本文介绍 RAM 中权限策略的语法和结构,帮助您正确理解权限策略语法,以完成创建或更新权限策略。

运用权限策略语法的前提条件

运用权限策略语法前,首先应了解权限策略字符及其使用规则。
  • 权限策略字符
    • 权限策略中所包含的 JSON 字符:{ } [ ] " , :
    • 描述语法使用的特殊字符:= < > ( ) |
  • 字符使用规则
    • 当一个元素允许多值时,可以使用下述两种方式表达,效果相同。
      • 使用逗号和省略号进行表达。例如:[ <action_string>, <action_string>, ...]
      • 使用单值进行表达。例如:"Action": [<action_string>]"Action": <action_string>
    • 元素带有问号表示此元素是一个可选元素。例如:<condition_block?>
    • 多值之间用竖线 |隔开,表示取值只能选取这些值中的某一个。例如:("Allow" | "Deny")
    • 使用双引号的元素,表示此元素是文本串。例如: <version_block> = "Version" : ("1")

权限策略结构

权限策略结构包括:
  • 版本号。
  • 授权语句列表。

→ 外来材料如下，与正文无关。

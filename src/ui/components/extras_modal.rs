use super::centered_rect;
use crate::app::modal::ModalFocus;
use crate::app::AppState;
use crate::i18n::{Translate, SECTION_KEY, SUB_TEXT_KEY};
use crate::shortcuts::Shortcut;
use ratatui::{
    layout::{Constraint, Direction, Layout, Rect},
    style::{Modifier, Style},
    text::{Line, Span},
    widgets::{Block, Borders, Clear, List, ListItem, Paragraph},
    Frame,
};

/// Render the open extras modal, if any.
pub fn render(f: &mut Frame, state: &mut AppState) {
    let Some(modal) = state.extras_modal.as_ref() else {
        return;
    };
    let theme = &state.theme;
    let area = centered_rect(70, 80, f.area());

    let selected_count = state.selection(modal.extra_type).len();
    let block = Block::default()
        .borders(Borders::ALL)
        .border_style(Style::default().fg(theme.border))
        .title(format!(
            " {} ({} selected) ",
            modal.extra_type.title(),
            selected_count
        ))
        .title_bottom(Line::from(" Tab switch focus  Space toggle  Esc close ").centered())
        .style(Style::default().bg(theme.background));

    f.render_widget(Clear, area);
    f.render_widget(block, area);

    let inner = Rect {
        x: area.x + 1,
        y: area.y + 1,
        width: area.width.saturating_sub(2),
        height: area.height.saturating_sub(2),
    };
    let chunks = Layout::default()
        .direction(Direction::Vertical)
        .constraints([
            Constraint::Length(3), // Search input
            Constraint::Length(1), // Bulk hints
            Constraint::Min(1),    // Items
        ])
        .split(inner);

    render_search(f, state, chunks[0]);
    render_hints(f, state, chunks[1]);
    render_items(f, state, chunks[2]);
}

fn chord_label(state: &AppState, shortcut: Shortcut) -> String {
    state
        .shortcuts
        .map()
        .chord_for(shortcut)
        .map(|chord| chord.to_string())
        .unwrap_or_default()
}

fn render_search(f: &mut Frame, state: &AppState, area: Rect) {
    let Some(modal) = state.extras_modal.as_ref() else {
        return;
    };
    let focused = modal.focus == ModalFocus::Search;
    let border_color = if focused {
        state.theme.border
    } else {
        state.theme.dim
    };

    let input = Paragraph::new(modal.search().as_str().to_string())
        .style(Style::default().fg(state.theme.foreground))
        .block(
            Block::default()
                .borders(Borders::ALL)
                .border_style(Style::default().fg(border_color))
                .title(format!(
                    " Search {} ",
                    chord_label(state, Shortcut::FocusSearch)
                )),
        );
    f.render_widget(input, area);

    if focused {
        let max_x = area.x + area.width.saturating_sub(2);
        let x = (area.x + 1 + modal.search().cursor_column()).min(max_x);
        f.set_cursor_position((x, area.y + 1));
    }
}

fn render_hints(f: &mut Frame, state: &AppState, area: Rect) {
    let key_style = Style::default()
        .fg(state.theme.key_hint)
        .add_modifier(Modifier::BOLD);
    let desc_style = Style::default().fg(state.theme.dim);

    let line = Line::from(vec![
        Span::styled(" Select visible ", desc_style),
        Span::styled(chord_label(state, Shortcut::SelectVisible), key_style),
        Span::styled("   Delete visible ", desc_style),
        Span::styled(chord_label(state, Shortcut::DeselectVisible), key_style),
    ]);
    f.render_widget(Paragraph::new(line), area);
}

fn render_items(f: &mut Frame, state: &mut AppState, area: Rect) {
    let Some(modal) = state.extras_modal.as_ref() else {
        return;
    };
    let theme = &state.theme;

    if modal.visible_count() == 0 {
        let message = Paragraph::new(Line::from(Span::styled(
            format!(" No matches for \"{}\"", modal.search().as_str()),
            Style::default().fg(theme.dim),
        )));
        f.render_widget(message, area);
        return;
    }

    let header_style = Style::default()
        .fg(theme.section_header)
        .add_modifier(Modifier::BOLD);
    let dim_style = Style::default().fg(theme.dim);

    let mut rows: Vec<ListItem> = Vec::new();
    let mut cursor_row = None;
    let mut item_index = 0;

    for section in modal.filtered().non_empty_sections() {
        rows.push(ListItem::new(Line::from(Span::styled(
            format!(" {}", state.translations.translate(SECTION_KEY, &section.name)),
            header_style,
        ))));

        for item in &section.items {
            if item_index == modal.cursor {
                cursor_row = Some(rows.len());
            }
            item_index += 1;

            let checked = state.is_selected(modal.extra_type, &item.id);
            let (mark, mark_style) = if checked {
                ("[x] ", Style::default().fg(theme.checked))
            } else {
                ("[ ] ", dim_style)
            };

            let mut spans = vec![
                Span::raw("   "),
                Span::styled(mark, mark_style),
                Span::styled(
                    item.display_text().to_string(),
                    Style::default().fg(theme.foreground),
                ),
                Span::styled(format!(" ({})", item.gw2id), dim_style),
            ];
            if let Some(sub_text) = &item.sub_text {
                spans.push(Span::styled(
                    format!("  {}", state.translations.translate(SUB_TEXT_KEY, sub_text)),
                    dim_style,
                ));
            }
            rows.push(ListItem::new(Line::from(spans)));
        }
    }

    let list_focused = modal.focus == ModalFocus::List;
    let highlight = if list_focused {
        Style::default()
            .bg(theme.highlight_bg)
            .add_modifier(Modifier::BOLD)
    } else {
        Style::default()
    };
    let list = List::new(rows).highlight_style(highlight);

    if let Some(modal) = state.extras_modal.as_mut() {
        modal.list_state.select(cursor_row);
        f.render_stateful_widget(list, area, &mut modal.list_state);
    }
}
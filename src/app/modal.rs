//! State of one open extras modal.
//!
//! The modal owns its search text and its shortcut binding. Both go away when
//! the modal is dropped: the search is never persisted and the binding guard
//! releases the shortcuts.

use crate::extras::{filter, ExtraType, GroupedCatalog, ItemRecord, SearchQuery};
use crate::shortcuts::{BindingId, ShortcutBinding, ShortcutRouter};
use crate::utils::text_input::TextInput;
use ratatui::widgets::ListState;
use std::rc::Rc;
use tracing::debug;

#[derive(Debug, Clone, Copy, PartialEq, Eq)]
pub enum ModalFocus {
    Search,
    List,
}

pub struct ExtrasModal {
    pub extra_type: ExtraType,
    grouped: Rc<GroupedCatalog>,
    filtered: GroupedCatalog,
    search: TextInput,
    pub focus: ModalFocus,
    /// Index into the visible items, section headers excluded
    pub cursor: usize,
    pub list_state: ListState,
    binding: ShortcutBinding,
}

impl ExtrasModal {
    pub fn open(extra_type: ExtraType, grouped: Rc<GroupedCatalog>, router: &ShortcutRouter) -> Self {
        debug!(extra_type = %extra_type, "Opening extras modal");
        let filtered = grouped.as_ref().clone();
        Self {
            extra_type,
            grouped,
            filtered,
            search: TextInput::new(),
            focus: ModalFocus::Search,
            cursor: 0,
            list_state: ListState::default(),
            binding: router.bind(),
        }
    }

    pub fn binding_id(&self) -> BindingId {
        self.binding.id()
    }

    pub fn grouped(&self) -> &GroupedCatalog {
        &self.grouped
    }

    /// Visible part of the catalog for the current search.
    pub fn filtered(&self) -> &GroupedCatalog {
        &self.filtered
    }

    pub fn search(&self) -> &TextInput {
        &self.search
    }

    /// Apply an edit to the search text, refiltering when the text changed.
    pub fn edit_search<R>(&mut self, edit: impl FnOnce(&mut TextInput) -> R) -> R {
        let before = self.search.as_str().to_string();
        let result = edit(&mut self.search);
        if self.search.as_str() != before {
            self.refilter();
        }
        result
    }

    /// Swap in a regrouped catalog, e.g. after the catalog file changed.
    pub fn set_grouped(&mut self, grouped: Rc<GroupedCatalog>) {
        if Rc::ptr_eq(&self.grouped, &grouped) {
            return;
        }
        self.grouped = grouped;
        self.refilter();
    }

    fn refilter(&mut self) {
        self.filtered = filter(&self.grouped, &SearchQuery::new(self.search.as_str()));
        self.clamp_cursor();
    }

    pub fn visible_count(&self) -> usize {
        self.filtered.item_count()
    }

    pub fn current_item(&self) -> Option<&ItemRecord> {
        self.filtered.items().nth(self.cursor)
    }

    pub fn focus_search(&mut self) {
        self.focus = ModalFocus::Search;
    }

    pub fn focus_list(&mut self) {
        if self.visible_count() > 0 {
            self.focus = ModalFocus::List;
        }
    }

    pub fn toggle_focus(&mut self) {
        match self.focus {
            ModalFocus::Search => self.focus_list(),
            ModalFocus::List => self.focus_search(),
        }
    }

    pub fn move_down(&mut self) {
        if self.cursor + 1 < self.visible_count() {
            self.cursor += 1;
        }
    }

    pub fn move_up(&mut self) {
        self.cursor = self.cursor.saturating_sub(1);
    }

    pub fn move_to_start(&mut self) {
        self.cursor = 0;
    }

    pub fn move_to_end(&mut self) {
        self.cursor = self.visible_count().saturating_sub(1);
    }

    fn clamp_cursor(&mut self) {
        let count = self.visible_count();
        if count == 0 {
            self.cursor = 0;
            self.focus = ModalFocus::Search;
        } else if self.cursor >= count {
            self.cursor = count - 1;
        }
    }
}

impl Drop for ExtrasModal {
    fn drop(&mut self) {
        debug!(extra_type = %self.extra_type, "Closing extras modal");
    }
}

每条授权语句包括授权效力(Effect)、操作(Action)、资源(Resource)以及限制条件(Condition,可选项)。


权限策略语法

policy  = {
     <version_block>,
     <statement_block>
}
<version_block> = "Version" : ("1")
<statement_block> = "Statement" : [ <statement>, <statement>, ... ]
<statement> = { 
    <effect_block>,
    <action_block>,
    <resource_block>,
    <condition_block?>
}
<effect_block> = "Effect" : ("Allow" | "Deny")  
<action_block> = ("Action" | "NotAction") : 
    ("*" | [<action_string>, <action_string>, ...])
<resource_block> = ("Resource" | "NotResource") : 
    ("*" | [<resource_string>, <resource_string>, ...])
<condition_block> = "Condition" : <condition_map>
<condition_map> = {
  <condition_type_string> : { 
      <condition_key_string> : <condition_value_list>,
      <condition_key_string> : <condition_value_list>,
      ...
  },
  <condition_type_string> : {
      <condition_key_string> : <condition_value_list>,
      <condition_key_string> : <condition_value_list>,
      ...
  }, ...
}  
<condition_value_list> = [<condition_value>, <condition_value>, ...]
<condition_value> = ("String" | "Number" | "Boolean")
权限策略语法说明:
  • 版本:当前支持的权限策略版本为 1。
  • 授权语句:一个权限策略可以有多条授权语句。
    • 每条授权语句的效力为:AllowDeny
      说明 一条授权语句中,操作(Action)和资源(Resource)都支持多值。
    • 每条授权语句都支持独立的限制条件(Condition)。
      说明 一个条件块可以支持多种条件操作类型,以及多种条件的逻辑组合。
  • Deny 优先原则: 一个用户可以被授予多个权限策略,当这些权限策略同时包含AllowDeny时,遵循 Deny 优先原则。
  • 元素取值:
    • 当元素取值为数字(Number)或布尔值(Boolean)时,与字符串类似,需要使用双引号。
    • 当元素取值为字符串值(String)时,支持使用*?进行模糊匹配。
      • *代表 0 个或多个任意的英文字母。 例如:ecs:Describe* 表示 ECS 的所有以Describe开头的操作。
      • ?代表 1 个任意的英文字母。

权限策略格式检查

RAM 仅支持 JSON 格式。当创建或更新权限策略时,RAM 会首先检查 JSON 格式的正确性。

  • 关于 JSON 的语法标准请参考:RFC 7159
  • 您也可以使用一些在线的 JSON 格式验证器和编辑器来校验 JSON 文本的有效性。